(Stored data entries)
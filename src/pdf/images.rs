//! Embedded image extraction
//!
//! Lists the image XObjects reachable from a page's resources, including
//! those nested in Form XObjects, decodes them, and finds where the page
//! content first draws each one.

use std::collections::HashMap;
use std::io::Cursor;

use image::{DynamicImage, GrayImage, ImageFormat, RgbImage};
use lopdf::content::{Content, Operation};
use lopdf::{Dictionary, Document, Object, ObjectId, Stream};

use super::error::{ExtractError, ExtractResult};
use super::types::{ExtractedImage, ImageBox, ImageEncoding, PageRect};

/// Forms nested deeper than this are not followed
const MAX_FORM_DEPTH: usize = 16;

/// Extract every image XObject of a page, in resource order
pub fn extract_images(doc: &Document, page_id: ObjectId) -> ExtractResult<Vec<ImageBox>> {
    let resources = match inherited(doc, page_id, b"Resources")? {
        Some(obj) => Some(obj.as_dict()?),
        None => None,
    };

    let mut xobjects = Vec::new();
    collect_images(doc, resources, &mut Vec::new(), &mut xobjects)?;
    if xobjects.is_empty() {
        return Ok(Vec::new());
    }

    let page_box = page_box(doc, page_id)?;
    let content = doc.get_page_content(page_id)?;
    let operations = Content::decode(&content)?.operations;

    let mut tracer = DrawTracer::new(doc);
    tracer.run(&operations, resources, Matrix::IDENTITY)?;

    let mut images = Vec::with_capacity(xobjects.len());
    for (id, stream) in xobjects {
        let image = decode_image(doc, stream)?;
        let placement = tracer
            .placements
            .get(&id)
            .map(|rect| page_box.to_page_space(*rect));

        tracing::trace!(
            object = ?id,
            width = image.image.width(),
            height = image.image.height(),
            placed = placement.is_some(),
            "Extracted image"
        );

        images.push(ImageBox { image, placement });
    }

    Ok(images)
}

// ============================================================================
// Resources
// ============================================================================

/// Follow an indirect reference, if it is one
fn resolve<'a>(doc: &'a Document, obj: &'a Object) -> ExtractResult<&'a Object> {
    match obj {
        Object::Reference(id) => Ok(doc.get_object(*id)?),
        other => Ok(other),
    }
}

/// Look up a page attribute, walking up /Parent for inherited keys
fn inherited<'a>(
    doc: &'a Document,
    page_id: ObjectId,
    key: &[u8],
) -> ExtractResult<Option<&'a Object>> {
    let mut current = page_id;
    loop {
        let dict = doc.get_object(current)?.as_dict()?;

        if let Ok(value) = dict.get(key) {
            return Ok(Some(resolve(doc, value)?));
        }

        match dict.get(b"Parent") {
            Ok(parent) => current = parent.as_reference()?,
            Err(_) => return Ok(None),
        }
    }
}

/// `/Resources` declared directly on a dictionary
fn own_resources<'a>(doc: &'a Document, dict: &'a Dictionary) -> ExtractResult<Option<&'a Dictionary>> {
    match dict.get(b"Resources") {
        Ok(obj) => Ok(Some(resolve(doc, obj)?.as_dict()?)),
        Err(_) => Ok(None),
    }
}

fn xobject_dict<'a>(
    doc: &'a Document,
    resources: Option<&'a Dictionary>,
) -> ExtractResult<Option<&'a Dictionary>> {
    let Some(resources) = resources else {
        return Ok(None);
    };
    match resources.get(b"XObject") {
        Ok(obj) => Ok(Some(resolve(doc, obj)?.as_dict()?)),
        Err(_) => Ok(None),
    }
}

fn subtype(stream: &Stream) -> Option<&[u8]> {
    stream.dict.get(b"Subtype").and_then(Object::as_name).ok()
}

/// Image XObjects reachable from `resources`, following Form XObjects
/// depth-first. Each image object appears once.
fn collect_images<'a>(
    doc: &'a Document,
    resources: Option<&'a Dictionary>,
    forms: &mut Vec<ObjectId>,
    images: &mut Vec<(ObjectId, &'a Stream)>,
) -> ExtractResult<()> {
    let Some(xobjects) = xobject_dict(doc, resources)? else {
        return Ok(());
    };

    for (_, obj) in xobjects.iter() {
        let Ok(id) = obj.as_reference() else {
            continue;
        };
        let Ok(stream) = doc.get_object(id).and_then(Object::as_stream) else {
            continue;
        };

        match subtype(stream) {
            Some(b"Image") => {
                if !images.iter().any(|(seen, _)| *seen == id) {
                    images.push((id, stream));
                }
            }
            Some(b"Form") => {
                if !forms.contains(&id) {
                    forms.push(id);
                    collect_images(doc, own_resources(doc, &stream.dict)?, forms, images)?;
                }
            }
            _ => {}
        }
    }

    Ok(())
}

// ============================================================================
// Placement
// ============================================================================

/// The visible page area in PDF user space (y up), plus its display rotation
#[derive(Debug, Clone, Copy, PartialEq)]
pub(crate) struct PageBox {
    x0: f32,
    y0: f32,
    x1: f32,
    y1: f32,
    /// Clockwise, one of 0, 90, 180, 270
    rotation: u16,
}
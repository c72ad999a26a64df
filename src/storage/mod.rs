//! Local file storage
//!
//! Two directories: a staging area holding uploads under their original
//! file names, and an output area for generated SVG pages. Same-named
//! uploads overwrite each other.

use std::io::ErrorKind;
use std::path::{Path, PathBuf};

use crate::config::StorageConfig;

#[derive(Debug, Clone)]
pub struct FileStore {
    upload_dir: PathBuf,
    analyzed_dir: PathBuf,
}

impl FileStore {
    pub fn new(config: &StorageConfig) -> Self {
        Self {
            upload_dir: config.upload_dir.clone(),
            analyzed_dir: config.analyzed_dir.clone(),
        }
    }

    pub fn upload_dir(&self) -> &Path {
        &self.upload_dir
    }

    pub fn analyzed_dir(&self) -> &Path {
        &self.analyzed_dir
    }

    /// Create both directories if missing
    pub async fn ensure_dirs(&self) -> std::io::Result<()> {
        tokio::fs::create_dir_all(&self.upload_dir).await?;
        tokio::fs::create_dir_all(&self.analyzed_dir).await?;
        Ok(())
    }

    /// Write an upload to the staging directory, replacing any previous file
    /// of the same name. Returns the stored path.
    pub async fn save_upload(&self, file_name: &str, data: &[u8]) -> std::io::Result<PathBuf> {
        let name = base_name(file_name).ok_or_else(|| {
            std::io::Error::new(
                ErrorKind::InvalidInput,
                format!("Not a usable file name: {:?}", file_name),
            )
        })?;

        let path = self.upload_dir.join(name);
        tokio::fs::write(&path, data).await?;

        tracing::debug!(path = %path.display(), bytes = data.len(), "Stored upload");
        Ok(path)
    }

    /// Read a previously uploaded file.
    ///
    /// Returns `None` when the file does not exist or the name is not a
    /// plain file name.
    pub async fn read_upload(&self, file_name: &str) -> std::io::Result<Option<Vec<u8>>> {
        if !is_plain_name(file_name) {
            return Ok(None);
        }

        match tokio::fs::read(self.upload_dir.join(file_name)).await {
            Ok(data) => Ok(Some(data)),
            Err(e) if e.kind() == ErrorKind::NotFound => Ok(None),
            Err(e) => Err(e),
        }
    }

    /// Output path for a page's SVG (1-based page number)
    pub fn svg_path(&self, page_number: usize) -> PathBuf {
        self.analyzed_dir.join(svg_file_name(page_number))
    }
}

/// `page_{n}_combined.svg`
pub fn svg_file_name(page_number: usize) -> String {
    format!("page_{}_combined.svg", page_number)
}

/// Final component of a client-supplied name, which may carry a path
fn base_name(file_name: &str) -> Option<&str> {
    let name = file_name.rsplit(['/', '\\']).next().unwrap_or(file_name);
    is_plain_name(name).then_some(name)
}

fn is_plain_name(name: &str) -> bool {
    !name.is_empty() && name != "." && name != ".." && !name.contains(['/', '\\', '\0'])
}
//! Error types for the PDF Analyzer server

use axum::{
    http::StatusCode,
    response::{IntoResponse, Response},
    Json,
};
use serde::Serialize;
use thiserror::Error;

use crate::pdf::ExtractError;
use crate::svg::RenderError;

/// Application-wide result type
pub type Result<T> = std::result::Result<T, AppError>;

/// Application error type
#[derive(Error, Debug)]
pub enum AppError {
    #[error("Not found: {0}")]
    NotFound(String),

    #[error("Bad request: {0}")]
    BadRequest(String),

    #[error("Internal error: {0}")]
    Internal(String),

    #[error("Extraction error: {0}")]
    Extract(#[from] ExtractError),

    #[error("Render error: {0}")]
    Render(#[from] RenderError),

    #[error("Database error: {0}")]
    Database(#[from] sqlx::Error),

    #[error("IO error: {0}")]
    Io(#[from] std::io::Error),
}

/// Error response body
#[derive(Serialize)]
struct ErrorResponse {
    error: String,
    message: String,
    #[serde(skip_serializing_if = "Option::is_none")]
    details: Option<String>,
}

impl IntoResponse for AppError {
    fn into_response(self) -> Response {
        let (status, error_type, message) = match &self {
            AppError::NotFound(msg) => (StatusCode::NOT_FOUND, "not_found", msg.clone()),
            AppError::BadRequest(msg) => (StatusCode::BAD_REQUEST, "bad_request", msg.clone()),
            AppError::Internal(msg) => {
                tracing::error!("Internal error: {}", msg);
                (
                    StatusCode::INTERNAL_SERVER_ERROR,
                    "internal_error",
                    "An internal error occurred".to_string(),
                )
            }
            AppError::Extract(e) => {
                tracing::error!("Extraction error: {}", e);
                (
                    StatusCode::INTERNAL_SERVER_ERROR,
                    "extraction_error",
                    "Failed to extract PDF content".to_string(),
                )
            }
            AppError::Render(e) => {
                tracing::error!("Render error: {}", e);
                (
                    StatusCode::INTERNAL_SERVER_ERROR,
                    "render_error",
                    "Failed to render SVG".to_string(),
                )
            }
            AppError::Database(e) => {
                tracing::error!("Database error: {}", e);
                (
                    StatusCode::INTERNAL_SERVER_ERROR,
                    "database_error",
                    "Database error".to_string(),
                )
            }
            AppError::Io(e) => {
                tracing::error!("IO error: {}", e);
                (
                    StatusCode::INTERNAL_SERVER_ERROR,
                    "io_error",
                    "IO error".to_string(),
                )
            }
        };

        let body = Json(ErrorResponse {
            error: error_type.to_string(),
            message,
            details: if cfg!(debug_assertions) {
                Some(self.to_string())
            } else {
                None
            },
        });

        (status, body).into_response()
    }
}
//! Shared helpers for integration tests: small generated PDFs and an app
//! wired to temporary storage.

#![allow(dead_code)]

use lopdf::{dictionary, Document, Object, ObjectId, Stream};
use tempfile::TempDir;

use pdf_analyzer_server::config::Config;
use pdf_analyzer_server::db;
use pdf_analyzer_server::state::AppState;

/// One page of a generated test PDF
#[derive(Debug, Default)]
pub struct TestPage {
    /// Text drawn with Helvetica 24pt at (72, 700)
    pub text: Option<&'static str>,
    /// 2x2 RGB images drawn from the page content, each with its own placement
    pub images: usize,
    /// Images listed in the page resources but never drawn
    pub undrawn_images: usize,
    /// Images drawn from inside a Form XObject the page draws
    pub form_images: usize,
    /// Text drawn to the right of the page edge
    pub off_page_text: Option<&'static str>,
}

impl TestPage {
    pub fn text(text: &'static str) -> Self {
        Self {
            text: Some(text),
            ..Default::default()
        }
    }

    pub fn with_images(text: &'static str, images: usize) -> Self {
        Self {
            text: Some(text),
            images,
            ..Default::default()
        }
    }
}

fn rgb_image_stream() -> Stream {
    let pixels: Vec<u8> = vec![
        255, 0, 0, 0, 255, 0, //
        0, 0, 255, 255, 255, 255,
    ];
    Stream::new(
        dictionary! {
            "Type" => "XObject",
            "Subtype" => "Image",
            "Width" => 2,
            "Height" => 2,
            "ColorSpace" => "DeviceRGB",
            "BitsPerComponent" => 8,
        },
        pixels,
    )
}

/// Operators drawing `name` as a 200x150 box, stacked down from y=300
fn draw_image(name: &str, slot: usize) -> String {
    let y = 300 - (slot as i64) * 200;
    format!("q 200 0 0 150 100 {} cm /{} Do Q\n", y, name)
}

/// Build a US Letter PDF with the given pages
pub fn build_pdf(pages: &[TestPage]) -> Vec<u8> {
    let mut doc = Document::with_version("1.5");
    let pages_id: ObjectId = doc.new_object_id();

    let font_id = doc.add_object(dictionary! {
        "Type" => "Font",
        "Subtype" => "Type1",
        "BaseFont" => "Helvetica",
    });

    let mut kids: Vec<Object> = Vec::new();
    for page in pages {
        let mut content = String::new();
        if let Some(text) = page.text {
            content.push_str(&format!("BT /F1 24 Tf 72 700 Td ({}) Tj ET\n", text));
        }
        if let Some(text) = page.off_page_text {
            content.push_str(&format!("BT /F1 24 Tf 700 700 Td ({}) Tj ET\n", text));
        }

        let mut xobjects = lopdf::Dictionary::new();
        for i in 0..page.images {
            let image_id = doc.add_object(Object::Stream(rgb_image_stream()));
            let name = format!("Im{}", i);
            content.push_str(&draw_image(&name, i));
            xobjects.set(name.into_bytes(), image_id);
        }

        for i in 0..page.undrawn_images {
            let image_id = doc.add_object(Object::Stream(rgb_image_stream()));
            xobjects.set(format!("Unused{}", i).into_bytes(), image_id);
        }

        if page.form_images > 0 {
            let mut form_xobjects = lopdf::Dictionary::new();
            let mut form_content = String::new();
            for i in 0..page.form_images {
                let image_id = doc.add_object(Object::Stream(rgb_image_stream()));
                let name = format!("FormIm{}", i);
                form_content.push_str(&draw_image(&name, i));
                form_xobjects.set(name.into_bytes(), image_id);
            }

            let form_id = doc.add_object(Object::Stream(Stream::new(
                dictionary! {
                    "Type" => "XObject",
                    "Subtype" => "Form",
                    "BBox" => vec![0.into(), 0.into(), 612.into(), 792.into()],
                    "Resources" => Object::Dictionary(dictionary! {
                        "XObject" => Object::Dictionary(form_xobjects),
                    }),
                },
                form_content.into_bytes(),
            )));
            xobjects.set("Fm0", form_id);
            content.push_str("/Fm0 Do\n");
        }

        let content_id = doc.add_object(Object::Stream(Stream::new(
            lopdf::Dictionary::new(),
            content.into_bytes(),
        )));

        let page_id = doc.add_object(dictionary! {
            "Type" => "Page",
            "Parent" => pages_id,
            "MediaBox" => vec![0.into(), 0.into(), 612.into(), 792.into()],
            "Contents" => content_id,
            "Resources" => Object::Dictionary(dictionary! {
                "Font" => Object::Dictionary(dictionary! {
                    "F1" => font_id,
                }),
                "XObject" => Object::Dictionary(xobjects),
            }),
        });
        kids.push(page_id.into());
    }

    let count = kids.len() as i64;
    doc.objects.insert(
        pages_id,
        Object::Dictionary(dictionary! {
            "Type" => "Pages",
            "Kids" => kids,
            "Count" => count,
        }),
    );

    let catalog_id = doc.add_object(dictionary! {
        "Type" => "Catalog",
        "Pages" => pages_id,
    });
    doc.trailer.set("Root", catalog_id);

    let mut buf = Vec::new();
    doc.save_to(&mut buf).expect("failed to save test PDF");
    buf
}

/// Point `startxref` at a bogus offset, the kind of damage MuPDF repairs on open
pub fn corrupt_startxref(pdf: &[u8]) -> Vec<u8> {
    let marker = b"startxref";
    let pos = pdf
        .windows(marker.len())
        .rposition(|w| w == marker)
        .expect("PDF has no startxref");

    let mut damaged = pdf[..pos + marker.len()].to_vec();
    damaged.extend_from_slice(b"\n9\n%%EOF\n");
    damaged
}

/// App state backed by a temporary database and temporary directories
pub struct TestApp {
    pub dir: TempDir,
    pub state: AppState,
}

impl TestApp {
    pub async fn new() -> Self {
        let dir = TempDir::new().unwrap();

        let mut config = Config::default();
        config.storage.upload_dir = dir.path().join("uploaded_files");
        config.storage.analyzed_dir = dir.path().join("analyzed_files");
        config.database.url = format!("sqlite://{}", dir.path().join("pdf_data.db").display());
        config.database.max_connections = 1;

        let pool = db::create_pool(&config.database.url, config.database.max_connections)
            .await
            .unwrap();
        let state = AppState::new(config, pool);

        Self { dir, state }
    }

    pub fn router(&self) -> axum::Router {
        pdf_analyzer_server::routes::router(self.state.clone())
    }

    /// Number of files currently in the SVG output directory
    pub fn analyzed_file_count(&self) -> usize {
        std::fs::read_dir(self.state.files().analyzed_dir())
            .map(|entries| entries.count())
            .unwrap_or(0)
    }
}

pub const BOUNDARY: &str = "pdf-analyzer-test-boundary";

/// A `multipart/form-data` body with a single `file` part
pub fn multipart_body(file_name: &str, content_type: &str, data: &[u8]) -> Vec<u8> {
    let mut body = Vec::new();
    body.extend_from_slice(format!("--{}\r\n", BOUNDARY).as_bytes());
    body.extend_from_slice(
        format!(
            "Content-Disposition: form-data; name=\"file\"; filename=\"{}\"\r\n",
            file_name
        )
        .as_bytes(),
    );
    body.extend_from_slice(format!("Content-Type: {}\r\n\r\n", content_type).as_bytes());
    body.extend_from_slice(data);
    body.extend_from_slice(format!("\r\n--{}--\r\n", BOUNDARY).as_bytes());
    body
}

INSTRUCTIONS TO FOLLOW:
Your reply should be a single number: the count of lines above that contain the word "static".

WRITTEN RESPONSE:
4